You haven't convinced me, rich people are disproportionally sociopathic. You did imply it, but offered no evidence.

Here's your evidence:

http://www.scientificamerican....

http://opinionator.blogs.nytim...

Comment Re:I'm surprised this made the front page (Score 2) 233

Truly horrible analogy I'm afraid. It's a very weak attempt at extortion. *Buy this magazine, or we shoot the dog*. That kind of guilt trip doesn't compute in my simple mind.

Alright, so what about just using "speech = money" to tell people I will pay them $50 to vote a certain way?

Why isn't that protected speech? If money = speech, then by god, voting most definitely equals speech. How is my selling my vote NOT protected by the First Amendment? As long as the voter isn't a public official, how can it be bribery?

Comment Re:Money is speech (Bernie Sanders) (Score 1) 233

Yes, this means, that people with more money will have an advantage. No, I don't see, how this is automatically a bad thing.

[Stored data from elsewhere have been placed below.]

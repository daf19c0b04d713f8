//! Stored document shapes and their field-map conversions.
//!
//! Documents written by earlier revisions of the web client can miss fields
//! or carry them with the wrong type, so every `from_fields` here is lenient:
//! unusable fields fall back to their defaults instead of failing the read.

use chrono::{DateTime, SecondsFormat, TimeZone, Utc};
use serde_json::{json, Value};

use crate::types::{Fields, PostId, UserId};

/// Fixed-precision RFC 3339 rendering, so string order matches time order.
pub fn rfc3339_millis(at: DateTime<Utc>) -> String {
    at.to_rfc3339_opts(SecondsFormat::Millis, true)
}

// ---------------------------------------------------------------------------
// Post
// ---------------------------------------------------------------------------

/// A feed post document.
///
/// The picture lives either inline in `image` or, when it would push the
/// document over the backend size ceiling, in `imageChunks` child documents
/// announced by `imageChunkCount`.  A materialized post has exactly one of
/// the two; a post with neither is still rendered, with a placeholder.
#[derive(Debug, Clone, Default, PartialEq)]
pub struct PostRecord {
    /// Account id of the author.
    pub user_id: Option<UserId>,
    /// Author display name as captured at post time.
    pub username: Option<String>,
    /// Author avatar as captured at post time (URL or data URI).
    pub avatar: Option<String>,
    /// Inline image payload, when it fits in a single document.
    pub image: Option<String>,
    /// Number of chunk child documents; zero means the image is inline.
    pub image_chunk_count: u32,
    /// Post caption.
    pub caption: Option<String>,
    /// Account ids that liked the post.
    pub likes: Vec<UserId>,
    /// When the post was created.
    pub created_at: Option<DateTime<Utc>>,
}

impl PostRecord {
    pub fn from_fields(fields: &Fields) -> Self {
        Self {
            user_id: str_field(fields, "userId").map(UserId),
            username: str_field(fields, "username"),
            avatar: str_field(fields, "avatar"),
            image: str_field(fields, "image"),
            image_chunk_count: u32_field(fields, "imageChunkCount").unwrap_or(0),
            caption: str_field(fields, "caption"),
            likes: id_list_field(fields, "likes"),
            created_at: time_field(fields),
        }
    }

    pub fn to_fields(&self) -> Fields {
        let mut fields = Fields::new();
        put(&mut fields, "userId", json!(self.user_id));
        put(&mut fields, "username", json!(self.username));
        put(&mut fields, "avatar", json!(self.avatar));
        put(&mut fields, "image", json!(self.image));
        if self.image_chunk_count > 0 {
            put(&mut fields, "imageChunkCount", json!(self.image_chunk_count));
        }
        put(&mut fields, "caption", json!(self.caption));
        put(&mut fields, "likes", json!(self.likes));
        put_times(&mut fields, self.created_at);
        fields
    }

    /// Whether the image lives in chunk child documents.
    pub fn is_chunked(&self) -> bool {
        self.image_chunk_count > 0
    }
}

// ---------------------------------------------------------------------------
// Image chunk
// ---------------------------------------------------------------------------

/// One segment of a chunked image payload.
///
/// The chunk's document id is its index rendered in decimal, but assembly
/// trusts the `index` field, not the id.  `parentPostId` and `totalChunks`
/// are denormalized for diagnostics and cleanup jobs.
#[derive(Debug, Clone, Default, PartialEq, Eq)]
pub struct ImageChunkRecord {
    /// Post this segment belongs to.
    pub parent_post_id: Option<PostId>,
    /// Zero-based position of this segment.
    pub index: u32,
    /// Raw character segment of the encoded image.
    pub data: String,
    /// Size of the full chunk set this segment is part of.
    pub total_chunks: u32,
}

impl ImageChunkRecord {
    pub fn from_fields(fields: &Fields) -> Self {
        Self {
            parent_post_id: str_field(fields, "parentPostId").map(PostId),
            index: u32_field(fields, "index").unwrap_or(0),
            data: str_field(fields, "data").unwrap_or_default(),
            total_chunks: u32_field(fields, "totalChunks").unwrap_or(0),
        }
    }

    pub fn to_fields(&self) -> Fields {
        let mut fields = Fields::new();
        put(&mut fields, "parentPostId", json!(self.parent_post_id));
        put(&mut fields, "index", json!(self.index));
        put(&mut fields, "data", json!(self.data));
        put(&mut fields, "totalChunks", json!(self.total_chunks));
        fields
    }
}

// ---------------------------------------------------------------------------
// Comment
// ---------------------------------------------------------------------------

/// A comment document under a post's comment subcollection.
#[derive(Debug, Clone, Default, PartialEq)]
pub struct CommentRecord {
    /// Account id of the commenter.
    pub user_id: Option<UserId>,
    /// Commenter display name as captured at comment time.
    pub username: Option<String>,
    /// Commenter avatar as captured at comment time.
    pub avatar: Option<String>,
    /// Comment body.
    pub text: Option<String>,
    /// When the comment was created.
    pub created_at: Option<DateTime<Utc>>,
}

impl CommentRecord {
    pub fn from_fields(fields: &Fields) -> Self {
        Self {
            user_id: str_field(fields, "userId").map(UserId),
            username: str_field(fields, "username"),
            avatar: str_field(fields, "userAvatar"),
            text: str_field(fields, "text"),
            created_at: time_field(fields),
        }
    }

    pub fn to_fields(&self) -> Fields {
        let mut fields = Fields::new();
        put(&mut fields, "userId", json!(self.user_id));
        put(&mut fields, "username", json!(self.username));
        put(&mut fields, "userAvatar", json!(self.avatar));
        put(&mut fields, "text", json!(self.text));
        put_times(&mut fields, self.created_at);
        fields
    }
}

// ---------------------------------------------------------------------------
// Profile
// ---------------------------------------------------------------------------

/// A user profile document, keyed by the account id.
#[derive(Debug, Clone, Default, PartialEq)]
pub struct ProfileRecord {
    /// Sign-in email.
    pub email: Option<String>,
    /// Chosen display name.
    pub display_name: Option<String>,
    /// Short free-form bio.
    pub bio: Option<String>,
    /// Avatar image (URL or data URI).
    pub photo_url: Option<String>,
    /// Follower count.
    pub followers: u32,
    /// Followed-account count.
    pub following: u32,
    /// When the profile was created.
    pub created_at: Option<DateTime<Utc>>,
}

impl ProfileRecord {
    pub fn from_fields(fields: &Fields) -> Self {
        Self {
            email: str_field(fields, "email"),
            display_name: str_field(fields, "displayName"),
            bio: str_field(fields, "bio"),
            photo_url: str_field(fields, "photoURL"),
            followers: u32_field(fields, "followers").unwrap_or(0),
            following: u32_field(fields, "following").unwrap_or(0),
            created_at: time_field(fields),
        }
    }

    pub fn to_fields(&self) -> Fields {
        let mut fields = Fields::new();
        put(&mut fields, "email", json!(self.email));
        put(&mut fields, "displayName", json!(self.display_name));
        put(&mut fields, "bio", json!(self.bio));
        put(&mut fields, "photoURL", json!(self.photo_url));
        fields.insert("followers".to_owned(), json!(self.followers));
        fields.insert("following".to_owned(), json!(self.following));
        put_times(&mut fields, self.created_at);
        fields
    }
}

// ---------------------------------------------------------------------------
// Field helpers
// ---------------------------------------------------------------------------

fn put(fields: &mut Fields, key: &str, value: Value) {
    if !value.is_null() {
        fields.insert(key.to_owned(), value);
    }
}

/// Writes both timestamp renderings: `createdAt` as a fixed-precision
/// RFC 3339 string (the ordering key) and `timestamp` as epoch milliseconds.
fn put_times(fields: &mut Fields, at: Option<DateTime<Utc>>) {
    if let Some(at) = at {
        fields.insert("createdAt".to_owned(), json!(rfc3339_millis(at)));
        fields.insert("timestamp".to_owned(), json!(at.timestamp_millis()));
    }
}

fn str_field(fields: &Fields, key: &str) -> Option<String> {
    fields.get(key).and_then(Value::as_str).map(str::to_owned)
}

fn u32_field(fields: &Fields, key: &str) -> Option<u32> {
    fields
        .get(key)
        .and_then(Value::as_u64)
        .and_then(|n| u32::try_from(n).ok())
}

fn id_list_field(fields: &Fields, key: &str) -> Vec<UserId> {
    fields
        .get(key)
        .and_then(Value::as_array)
        .map(|items| {
            items
                .iter()
                .filter_map(Value::as_str)
                .map(UserId::from)
                .collect()
        })
        .unwrap_or_default()
}

fn time_field(fields: &Fields) -> Option<DateTime<Utc>> {
    if let Some(raw) = fields.get("createdAt").and_then(Value::as_str) {
        if let Ok(parsed) = DateTime::parse_from_rfc3339(raw) {
            return Some(parsed.with_timezone(&Utc));
        }
    }
    fields
        .get("timestamp")
        .and_then(Value::as_i64)
        .and_then(|ms| Utc.timestamp_millis_opt(ms).single())
}

#[cfg(test)]
mod tests {
    use super::*;

    fn sample_time() -> DateTime<Utc> {
        Utc.with_ymd_and_hms(2024, 5, 17, 12, 30, 45).single().unwrap()
    }

    #[test]
    fn post_round_trips_through_fields() {
        let record = PostRecord {
            user_id: Some(UserId::from("user-1")),
            username: Some("ines".to_owned()),
            avatar: Some("https://cdn.example/a.png".to_owned()),
            image: Some("data:image/jpeg;base64,AAAA".to_owned()),
            image_chunk_count: 0,
            caption: Some("first light".to_owned()),
            likes: vec![UserId::from("user-2")],
            created_at: Some(sample_time()),
        };

        let fields = record.to_fields();
        assert_eq!(PostRecord::from_fields(&fields), record);
        assert!(!fields.contains_key("imageChunkCount"));
    }

    #[test]
    fn chunked_post_writes_marker_field() {
        let record = PostRecord {
            image_chunk_count: 3,
            ..PostRecord::default()
        };

        let fields = record.to_fields();
        assert_eq!(fields["imageChunkCount"], json!(3));
        assert!(!fields.contains_key("image"));
        assert!(record.is_chunked());
        assert!(!PostRecord::default().is_chunked());
    }

    #[test]
    fn empty_document_reads_as_defaults() {
        let record = PostRecord::from_fields(&Fields::new());
        assert_eq!(record, PostRecord::default());
    }

    #[test]
    fn mistyped_fields_fall_back_to_defaults() {
        let mut fields = Fields::new();
        fields.insert("likes".to_owned(), json!("not-a-list"));
        fields.insert("imageChunkCount".to_owned(), json!(-4));
        fields.insert("username".to_owned(), json!(17));

        let record = PostRecord::from_fields(&fields);
        assert!(record.likes.is_empty());
        assert_eq!(record.image_chunk_count, 0);
        assert_eq!(record.username, None);
    }

    #[test]
    fn timestamp_millis_backfills_missing_created_at() {
        let at = sample_time();
        let mut fields = Fields::new();
        fields.insert("timestamp".to_owned(), json!(at.timestamp_millis()));

        let record = PostRecord::from_fields(&fields);
        assert_eq!(record.created_at, Some(at));
    }

    #[test]
    fn created_at_strings_order_like_their_times() {
        let early = sample_time();
        let late = early + chrono::Duration::milliseconds(250);
        // The whole point of the fixed-precision rendering: plain string
        // comparison must agree with time comparison, subseconds included.
        assert!(rfc3339_millis(early) < rfc3339_millis(late));
        let whole_second = early + chrono::Duration::seconds(1);
        assert!(rfc3339_millis(late) < rfc3339_millis(whole_second));
    }

    #[test]
    fn profile_round_trips_through_fields() {
        let record = ProfileRecord {
            email: Some("ines@example.com".to_owned()),
            display_name: Some("ines".to_owned()),
            bio: Some("shooting film since 2019".to_owned()),
            photo_url: Some("https://cdn.example/a.png".to_owned()),
            followers: 12,
            following: 7,
            created_at: Some(sample_time()),
        };

        assert_eq!(ProfileRecord::from_fields(&record.to_fields()), record);
    }

    #[test]
    fn fresh_profile_writes_zero_counts() {
        let fields = ProfileRecord::default().to_fields();
        assert_eq!(fields["followers"], json!(0));
        assert_eq!(fields["following"], json!(0));
    }

    #[test]
    fn comment_uses_the_denormalized_author_keys() {
        let record = CommentRecord {
            user_id: Some(UserId::from("user-1")),
            username: Some("ines".to_owned()),
            avatar: Some("data:image/svg+xml;base64,AA==".to_owned()),
            text: Some("lovely".to_owned()),
            created_at: Some(sample_time()),
        };

        let fields = record.to_fields();
        assert_eq!(fields["userId"], json!("user-1"));
        assert_eq!(fields["userAvatar"], json!("data:image/svg+xml;base64,AA=="));
        assert_eq!(CommentRecord::from_fields(&fields), record);
    }

    #[test]
    fn chunk_record_round_trips_through_fields() {
        let record = ImageChunkRecord {
            parent_post_id: Some(PostId::from("p1")),
            index: 2,
            data: "QUJD".to_owned(),
            total_chunks: 3,
        };
        assert_eq!(ImageChunkRecord::from_fields(&record.to_fields()), record);
    }
}
#[cfg(test)]
mod tests {
    use super::*;
    use crate::auth::{MemoryAuthProvider, SharedAuth};
    use crate::ClientOptions;
    use image::{ImageBuffer, Rgb};
    use lumagram_feed::FeedEvent;
    use lumagram_shared::UserId;
    use lumagram_store::{DocumentStore, MemoryStore, SharedStore};
    use std::io::Cursor;
    use std::sync::Arc;
    use std::time::Duration;
    use tokio::time::timeout;

    fn png_bytes(width: u32, height: u32) -> Vec<u8> {
        let img: ImageBuffer<Rgb<u8>, Vec<u8>> = ImageBuffer::from_fn(width, height, |x, y| {
            Rgb([(x % 255) as u8, (y % 255) as u8, 96])
        });
        let mut buf = Vec::new();
        let mut cursor = Cursor::new(&mut buf);
        img.write_to(&mut cursor, image::ImageFormat::Png).unwrap();
        buf
    }

    fn picture() -> ImageUpload {
        ImageUpload::new(png_bytes(64, 64), "image/png")
    }

    async fn client_with_options(options: ClientOptions) -> (MemoryStore, Client) {
        let memory = MemoryStore::new();
        let store: SharedStore = Arc::new(memory.clone());
        let auth: SharedAuth = Arc::new(MemoryAuthProvider::new());
        let client = Client::with_options(store, auth, options);
        client
            .register("ines@example.com", "secret1", Some("ines"), None)
            .await
            .unwrap();
        (memory, client)
    }

    async fn test_client() -> (MemoryStore, Client) {
        client_with_options(ClientOptions::default()).await
    }

    #[tokio::test]
    async fn test_create_post_stores_inline_image() {
        let (memory, client) = test_client().await;
        let id = client.create_post(&picture(), "first light").await.unwrap();

        let doc = memory
            .get(&posts_root().doc(id.as_str()))
            .await
            .unwrap()
            .unwrap();
        let record = PostRecord::from_fields(&doc.fields);
        assert_eq!(record.caption.as_deref(), Some("first light"));
        assert_eq!(record.username.as_deref(), Some("ines"));
        assert!(record.image.as_ref().unwrap().starts_with("data:image/jpeg;base64,"));
        assert!(!record.is_chunked());
        assert!(record.created_at.is_some());
        assert_eq!(memory.doc_count().await, 2); // profile + post
    }

    #[tokio::test]
    async fn test_create_post_chunks_over_small_budget() {
        let options = ClientOptions {
            chunk_budget: 500,
            ..ClientOptions::default()
        };
        let (memory, client) = client_with_options(options).await;
        let id = client.create_post(&picture(), "gallery").await.unwrap();

        let doc = memory
            .get(&posts_root().doc(id.as_str()))
            .await
            .unwrap()
            .unwrap();
        let record = PostRecord::from_fields(&doc.fields);
        assert!(record.image.is_none());
        assert!(record.image_chunk_count > 1);

        let chunks = memory
            .run_query(&Query::collection(
                posts_root()
                    .doc(id.as_str())
                    .collection(IMAGE_CHUNKS_COLLECTION),
            ))
            .await
            .unwrap();
        assert_eq!(chunks.len(), record.image_chunk_count as usize);

        let sample = ImageChunkRecord::from_fields(&chunks[0].fields);
        assert_eq!(sample.parent_post_id, Some(id.clone()));
        assert_eq!(sample.total_chunks, record.image_chunk_count);
    }

    #[tokio::test]
    async fn test_chunked_post_round_trips_through_the_feed() {
        let options = ClientOptions {
            chunk_budget: 500,
            ..ClientOptions::default()
        };
        let (_memory, client) = client_with_options(options).await;
        client.create_post(&picture(), "gallery").await.unwrap();

        let mut subscription = client.feed();
        loop {
            match timeout(Duration::from_secs(2), subscription.recv())
                .await
                .expect("feed stayed silent")
            {
                Some(FeedEvent::Snapshot(snapshot)) => {
                    assert_eq!(snapshot.posts.len(), 1);
                    if snapshot.posts[0].image.is_ready() {
                        let uri = snapshot.posts[0].image.uri();
                        assert!(uri.starts_with("data:image/jpeg;base64,"));
                        break;
                    }
                }
                other => panic!("expected snapshot, got {other:?}"),
            }
        }
    }

    #[tokio::test]
    async fn test_create_post_validation() {
        let (_memory, client) = test_client().await;

        let err = client.create_post(&picture(), "   ").await.unwrap_err();
        assert!(matches!(
            err,
            ClientError::Validation(ValidationError::EmptyCaption)
        ));

        let long = "a".repeat(MAX_CAPTION_CHARS + 1);
        let err = client.create_post(&picture(), &long).await.unwrap_err();
        assert!(matches!(
            err,
            ClientError::Validation(ValidationError::CaptionTooLong { .. })
        ));

        let empty = ImageUpload::new(Vec::new(), "image/png");
        let err = client.create_post(&empty, "hi").await.unwrap_err();
        assert!(matches!(
            err,
            ClientError::Validation(ValidationError::EmptyImage)
        ));

        let huge = ImageUpload::new(vec![0u8; MAX_UPLOAD_BYTES + 1], "image/png");
        let err = client.create_post(&huge, "hi").await.unwrap_err();
        assert!(matches!(
            err,
            ClientError::Validation(ValidationError::ImageTooLarge { .. })
        ));

        let fake = ImageUpload::new(b"definitely not a png".to_vec(), "image/png");
        let err = client.create_post(&fake, "hi").await.unwrap_err();
        assert!(matches!(
            err,
            ClientError::Validation(ValidationError::UnsupportedImage { .. })
        ));
    }

    #[tokio::test]
    async fn test_create_post_requires_a_session() {
        let (_memory, client) = test_client().await;
        client.sign_out().await;

        let err = client.create_post(&picture(), "hi").await.unwrap_err();
        assert!(matches!(
            err,
            ClientError::Auth(crate::auth::AuthError::NotSignedIn)
        ));
    }

    #[tokio::test]
    async fn test_failed_create_leaves_nothing_behind() {
        let options = ClientOptions {
            chunk_budget: 500,
            ..ClientOptions::default()
        };
        let (memory, client) = client_with_options(options).await;
        let before = memory.doc_count().await;

        memory.fail_writes_after(0).await;
        let err = client.create_post(&picture(), "gallery").await.unwrap_err();
        assert!(matches!(err, ClientError::Store(_)));
        assert_eq!(memory.doc_count().await, before);
    }

    #[tokio::test]
    async fn test_delete_post_is_owner_only() {
        let (memory, client) = test_client().await;
        let id = client.create_post(&picture(), "mine").await.unwrap();
        client.add_comment(&id, "nice one").await.unwrap();
        let before = memory.doc_count().await;

        client.sign_out().await;
        client
            .register("rival@example.com", "secret1", None, None)
            .await
            .unwrap();
        let err = client.delete_post(&id).await.unwrap_err();
        assert!(matches!(err, ClientError::Forbidden(_)));
        assert_eq!(memory.doc_count().await, before + 1); // only the rival's profile

        client.sign_in("ines@example.com", "secret1").await.unwrap();
        client.delete_post(&id).await.unwrap();
        assert!(memory
            .get(&posts_root().doc(id.as_str()))
            .await
            .unwrap()
            .is_none());
        let comments = memory
            .run_query(&Query::collection(
                posts_root().doc(id.as_str()).collection(COMMENTS_COLLECTION),
            ))
            .await
            .unwrap();
        assert!(comments.is_empty());
    }

    #[tokio::test]
    async fn test_delete_removes_chunks_with_the_post() {
        let options = ClientOptions {
            chunk_budget: 500,
            ..ClientOptions::default()
        };
        let (memory, client) = client_with_options(options).await;
        let id = client.create_post(&picture(), "gallery").await.unwrap();
        assert!(memory.doc_count().await > 2);

        client.delete_post(&id).await.unwrap();
        assert_eq!(memory.doc_count().await, 1); // the profile document
    }

    #[tokio::test]
    async fn test_likes_have_set_semantics() {
        let (memory, client) = test_client().await;
        let id = client.create_post(&picture(), "likeable").await.unwrap();
        let ines = client.current_user().await.unwrap().uid;

        client.like_post(&id).await.unwrap();
        client.like_post(&id).await.unwrap();

        client.sign_out().await;
        client
            .register("rival@example.com", "secret1", None, None)
            .await
            .unwrap();
        client.like_post(&id).await.unwrap();

        let doc = memory
            .get(&posts_root().doc(id.as_str()))
            .await
            .unwrap()
            .unwrap();
        let record = PostRecord::from_fields(&doc.fields);
        assert_eq!(record.likes.len(), 2);
        assert!(record.likes.contains(&ines));

        client.unlike_post(&id).await.unwrap();
        let doc = memory
            .get(&posts_root().doc(id.as_str()))
            .await
            .unwrap()
            .unwrap();
        assert_eq!(PostRecord::from_fields(&doc.fields).likes, vec![ines]);
    }

    #[tokio::test]
    async fn test_like_on_missing_post_reports_not_found() {
        let (_memory, client) = test_client().await;
        let err = client.like_post(&PostId::from("gone")).await.unwrap_err();
        assert!(matches!(err, ClientError::PostNotFound(_)));
    }

    #[test]
    fn test_build_post_batch_inline_when_it_fits() {
        let record = PostRecord {
            user_id: Some(UserId::from("u1")),
            ..PostRecord::default()
        };
        let (batch, chunks) =
            build_post_batch(&PostId::from("p1"), record, "data:image/jpeg;base64,AA", 1_000);
        assert_eq!(chunks, 0);
        assert_eq!(batch.len(), 1);
    }

    #[test]
    fn test_build_post_batch_chunk_layout() {
        let image = format!("data:image/jpeg;base64,{}", "A".repeat(977));
        // 1000 characters in total: budget 400 cuts them 400/400/200.
        let (batch, chunks) = build_post_batch(
            &PostId::from("p1"),
            PostRecord::default(),
            &image,
            400,
        );
        assert_eq!(chunks, 3);
        assert_eq!(batch.len(), 4);

        let ops = batch.ops();
        assert_eq!(ops[0].doc().path(), "posts/p1");
        assert_eq!(ops[1].doc().path(), "posts/p1/imageChunks/0");
        assert_eq!(ops[3].doc().path(), "posts/p1/imageChunks/2");
    }
}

It's not "automatically" a bad thing. It has just worked out that way.

And, our society rewards people with lots of money for being sociopaths. I bet you can see how that might lead to problems if they gain political power.

Comment Re:I'm surprised this made the front page (Score 1) 233

Only the vote is a vote. People who let money influence their vote is the thing to address. You are attacking an inanimate object.

How would you feel about this:

There is a swing state on which the entire presidential election hangs. I announce that I've set up a fund that will randomly choose a county in that state and gift each person in that county $100, but only if a particular candidate wins the presidency. You get paid no matter who you voted for, but you must prove that you voted.

Would that be legal under your expansive view of the First Amendment?

If so, how about if I go into a city and offer every voter $50 to vote for my hand-picked mayoral candidate? Why would that NOT be protected speech, if you believe money=speech?